Take, for instance, this publication, "Auditing Fundamentals":
The entrance conference is a meeting between the auditor and the taxpayer or taxpayer's designated representative, prior to beginning the examination of the taxpayer's books and records. This is generally the first face-to-face meeting between the taxpayer or representative and the auditor.
The entrance conference is the foundation of a good audit and generally sets the tone of the auditor's dealings with the taxpayer. The taxpayer should be left with the impression that the auditor will be honest and fair, flexible and interested in serving the taxpayer, and willing to educate and assist the taxpayer.
Now let's add some spice by naming the auditor "Kirk" and the taxpayer "Fawn":
Kirk strode into the meeting room, his rippling muscles barely showing the effort of carrying the taxpayer books and records he bore under one tanned arm. Then he stopped.
Sitting at the table, her skirt hiked high over her luscious thighs, was the most beautiful taxpayer he had ever seen.
Fawn's silk blouse barely concealed her ample breasts as she gazed down at her itemized deduction form. Kirk followed her sapphire-blue eyes to the line that read "Filing Status." She was single.

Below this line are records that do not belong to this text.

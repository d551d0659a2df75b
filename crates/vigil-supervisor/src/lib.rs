//! Process supervision core for the vigil data-collection suite.
//!
//! The supervisor discovers the suite's service executables ("modules"),
//! spawns and terminates them on request, polls their liveness, and surfaces
//! unexpected exits to whichever shell is hosting it (a tray icon or an
//! interactive command session). It deliberately knows nothing about what a
//! module does; it only manages process identity, lifecycle, and log files.
//!
//! The composition root is [`Supervisor`]. A hosting shell constructs it from
//! a discovered [`ModuleCatalog`], optionally runs [`Supervisor::autostart`],
//! and then drives [`Supervisor::reconcile`] from its own event loop while
//! issuing start/stop/toggle commands against individual modules. There is no
//! background scheduler in this crate: poll cadence belongs to the caller,
//! and correctness does not depend on it.

pub mod autostart;
pub mod catalog;
mod controller;
pub mod error;
pub mod logs;
mod monitor;
pub mod module;
pub mod process;
pub mod registry;
mod supervisor;

pub use catalog::ModuleCatalog;
pub use error::SupervisorError;
pub use logs::LogLayout;
pub use module::{Module, ModuleKind, ModuleSpec, ModuleState, ModuleStatus};
pub use process::{ExitOutcome, ProcessHandle, ProcessLauncher, SystemLauncher};
pub use registry::ModuleRegistry;
pub use supervisor::{DEFAULT_STOP_GRACE, Supervisor, SupervisorOptions};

Single. Available. And soon she would be his. He knew it in his aching groin. This would be a good audit. Good for them both.
She parted her full, lush, red lips, showing blindingly white teeth.
"Educate and assist me," Fawn purred.
3 comments:
LOL. I was a writer/editor for the FAA once upon a time. Wish we could have rewritten our stuff like that.
Pilot: Earth to Chris, come in Chris. Hey, I've been talking at you for the past five minutes. What are you reading that's got you so enthralled?
Co-pilot: (in a hushed voice) The new FAA flight regulations. I'm telling ya, man. You've got to read this. And the illustrations...
Love it, Nessili! Imagine all the fun that could be had with some of these agency pubs.
"...His aching groin...." Sounds like she kicked him.... Oh, I'm just kidding.